We see it all over television and magazines. Celebrities with bright, white, sparkling smiles. We also see our friends showing off their pearly whites in a selfie on social media. A healthy, white smile is very attractive and can give someone the confidence they need to boost their self-esteem.  So, it is no surprise to me, when I see an increase in the types of bleaching products out in the market. More and more parents are requesting information about dental whitening products for their adolescents.

According to the American Academy of Pediatric Dentistry, “a negative self-image due to a discolored tooth or teeth can have serious consequences on adolescents and could be considered an indication for bleaching.” There are many reasons a tooth could be discolored. These reasons include, but are not limited to, trauma or injury to the tooth, irregularities in enamel formation, staining or a mismatching filling material. Not every discoloration can be treated with a whitening product, so it is important to be evaluated by your dental professional to see if your smile would benefit from a whitening product. Also, it is very important to take in to account the stage of dental development that your child is in. There are 3 main sets of dentition your child can have.  You may be asking what is Dentition?  Dentition is the arrangement of your teeth. Better said, it is a set of teeth.

3 Main Sets of Dentition:

  1. Primary dentition: all baby teeth (typically between the ages of 0-6 years old)
  2. Mixed dentition: mixture of baby and adult teeth (typically between the ages of 6-12 years old)
  3. Permanent dentition: all adult teeth (typically 12 years old and above)

When your child is in mixed dentition stage, they have both baby and adult teeth in their mouth. At this time, you can compare the different shades of white between the baby and adult teeth and you may feel that their adult teeth are more yellow. This is not a figment of your imagination. This is mainly due to the difference in the thickness of enamel between the baby and adult teeth.  This is normal and does not typically warrant bleaching the adult teeth.

If your dental professional recommends bleaching, it will most likely be once your child has all their permanent teeth in their mouth.
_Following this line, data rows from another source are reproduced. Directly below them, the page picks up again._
//! Configuration types for the registry, factory and manager

use indexmap::IndexMap;
use serde::{Deserialize, Serialize};

use crate::constants::{defaults, layout};

/// Display metadata for a node category
#[derive(Debug, Clone, PartialEq, Serialize, Deserialize)]
#[serde(rename_all = "camelCase")]
pub struct CategoryConfig {
    pub label: String,
    #[serde(default)]
    pub description: String,
    /// Sort key for menus (ascending)
    pub order: u32,
    #[serde(default, skip_serializing_if = "Option::is_none")]
    pub icon: Option<String>,
}

impl CategoryConfig {
    pub fn new(label: impl Into<String>, description: impl Into<String>, order: u32) -> Self {
        Self {
            label: label.into(),
            description: description.into(),
            order,
            icon: None,
        }
    }
}

/// Fields consulted by registry search
#[derive(Debug, Clone, Copy, PartialEq, Eq, Serialize, Deserialize)]
#[serde(rename_all = "camelCase")]
pub struct SearchFields {
    pub label: bool,
    pub node_type: bool,
    pub tags: bool,
    pub description: bool,
}

impl SearchFields {
    pub const ALL: SearchFields = SearchFields {
        label: true,
        node_type: true,
        tags: true,
        description: true,
    };
}

impl Default for SearchFields {
    fn default() -> Self {
        Self::ALL
    }
}

/// Registry search behavior
#[derive(Debug, Clone, PartialEq, Serialize, Deserialize)]
#[serde(rename_all = "camelCase")]
pub struct SearchConfig {
    /// Fall back to in-order character matching on labels
    pub fuzzy_search: bool,
    pub search_fields: SearchFields,
    pub max_results: usize,
}

/// Default search configuration
pub const DEFAULT_SEARCH_CONFIG: SearchConfig = SearchConfig {
    fuzzy_search: true,
    search_fields: SearchFields::ALL,
    max_results: defaults::MAX_SEARCH_RESULTS,
};

impl Default for SearchConfig {
    fn default() -> Self {
        DEFAULT_SEARCH_CONFIG
    }
}

/// Menu visibility settings
#[derive(Debug, Clone, PartialEq, Serialize, Deserialize)]
#[serde(rename_all = "camelCase")]
pub struct UiConfig {
    pub show_experimental: bool,
    pub show_deprecated: bool,
    pub default_category: String,
}

/// Default UI configuration
pub const DEFAULT_UI_CONFIG: UiConfig = UiConfig {
    show_experimental: true,
    show_deprecated: false,
    default_category: String::new(),
};

impl Default for UiConfig {
    fn default() -> Self {
        Self {
            default_category: defaults::CATEGORY.to_string(),
            ..DEFAULT_UI_CONFIG
        }
    }
}

/// Registry configuration
#[derive(Debug, Clone, PartialEq, Serialize, Deserialize)]
#[serde(rename_all = "camelCase")]
pub struct RegistryConfig {
    /// Known categories keyed by name
    pub categories: IndexMap<String, CategoryConfig>,
    #[serde(default)]
    pub search: SearchConfig,
    #[serde(default)]
    pub ui: UiConfig,
}

impl Default for RegistryConfig {
    fn default() -> Self {
        Self {
            categories: default_categories(),
            search: SearchConfig::default(),
            ui: UiConfig::default(),
        }
    }
}

/// The stock category set, ordered for menus
pub fn default_categories() -> IndexMap<String, CategoryConfig> {
    [
        ("Primitives", "Primitives", "Basic geometric shapes", 1),
        ("Transforms", "Transforms", "Position, rotation and scale operations", 2),
        ("Combinators", "Combinators", "Boolean and blending operations", 3),
        ("Math", "Math", "Mathematical operations", 4),
        ("Variables", "Variables", "Variables and constants", 5),
        ("Materials", "Materials", "Material and shading nodes", 6),
        ("Utilities", "Utilities", "Helper and utility nodes", 7),
        ("Advanced", "Advanced", "Advanced and experimental nodes", 8),
        ("auto", "Auto-Generated", "Nodes generated from external schemas", 9),
    ]
    .into_iter()
    .map(|(key, label, description, order)| {
        (key.to_string(), CategoryConfig::new(label, description, order))
    })
    .collect()
}

/// Grid used to place nodes without an explicit position
#[derive(Debug, Clone, PartialEq, Serialize, Deserialize)]
#[serde(rename_all = "camelCase")]
pub struct AutoLayoutConfig {
    pub grid_size: f64,
    pub start_x: f64,
    pub start_y: f64,
    pub max_columns: usize,
    pub max_rows: usize,
    /// Clearance kept around existing nodes
    pub padding: f64,
    /// Size of nodes whose definition has no dimensions
    pub default_width: f64,
    pub default_height: f64,
}

impl Default for AutoLayoutConfig {
    fn default() -> Self {
        Self {
            grid_size: layout::GRID_SIZE,
            start_x: layout::ORIGIN_X,
            start_y: layout::ORIGIN_Y,
            max_columns: layout::MAX_COLUMNS,
            max_rows: layout::MAX_ROWS,
            padding: layout::PADDING,
            default_width: layout::NODE_WIDTH,
            default_height: layout::NODE_HEIGHT,
        }
    }
}

/// Graph manager configuration
#[derive(Debug, Clone, PartialEq, Serialize, Deserialize)]
#[serde(rename_all = "camelCase")]
pub struct ManagerConfig {
    /// Change records kept before the oldest is evicted
    pub max_history: usize,
    /// Module used when exporting without an explicit name
    pub default_module: String,
}

impl Default for ManagerConfig {
    fn default() -> Self {
        Self {
            max_history: defaults::MAX_HISTORY,
            default_module: defaults::MODULE.to_string(),
        }
    }
}

#[cfg(test)]
mod tests {
    use super::*;

    #[test]
    fn test_default_categories_are_ordered() {
        let categories = default_categories();
        assert_eq!(categories.len(), 9);
        let orders: Vec<u32> = categories.values().map(|c| c.order).collect();
        let mut sorted = orders.clone();
        sorted.sort();
        assert_eq!(orders, sorted);
        assert_eq!(categories["auto"].label, "Auto-Generated");
    }

    #[test]
    fn test_defaults() {
        let config = RegistryConfig::default();
        assert!(config.search.fuzzy_search);
        assert_eq!(config.search.max_results, 20);
        assert!(config.ui.show_experimental);
        assert!(!config.ui.show_deprecated);
        assert_eq!(config.ui.default_category, "Primitives");

        let layout = AutoLayoutConfig::default();
        assert_eq!(layout.grid_size, 250.0);
        assert_eq!((layout.start_x, layout.start_y), (100.0, 100.0));

        assert_eq!(ManagerConfig::default().max_history, 50);
    }

    #[test]
    fn test_partial_registry_config_deserializes() {
        let config: RegistryConfig = serde_json::from_value(serde_json::json!({
            "categories": { "Math": { "label": "Math", "order": 1 } }
        }))
        .unwrap();
        assert_eq!(config.categories.len(), 1);
        assert_eq!(config.search, DEFAULT_SEARCH_CONFIG);
    }
}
Typically, a peroxide containing agent is used to whiten your teeth. The peroxide containing products can range in concentration, depending on the method of whitening being used.

There are different ways that bleaching can be accomplished:

  1. Over the counter: least expensive, contains lowest concentration of peroxide-containing whitening solution and produce gradual results
  2. Custom trays made by a dental professional for at home use: more expensive, higher concentration of peroxide containing whitening solution, faster results
  3. In office bleaching by dental professional: most expensive, higher concentrations of peroxide-containing whitening solutions, fastest results

You must also be aware that bleaching can have side effects and that most of the research that has been obtained about whitening products have been performed on adults.  For these reasons, and because side effects are not tolerated well by children, I do not regularly recommend whitening products to my patients. The most common side effects include:

  • Teeth sensitivity and gum irritation (reported in 8% to 66% of patients) are normally reported at the start of treatment and typically subside once treatment is complete
    • Gum irritation can be largely avoided by using a well fitted, custom tray made by a dental professional
  • Increased marginal leakage of existing restorations which can lead to fillings needing to be replaced
  • Byproducts of hydrogen peroxide can cause periodontal tissue damage and root resorption

Pro Tips:

  • Visit your dentist to have them assess if whitening products will address your concerns
  • If whitening products are necessary, use the lowest effective concentration of peroxide containing whitening products
  • Consider the side effects that can occur, especially on your little one.
  • Remember baby teeth normally look brighter than our children’s new adult teeth.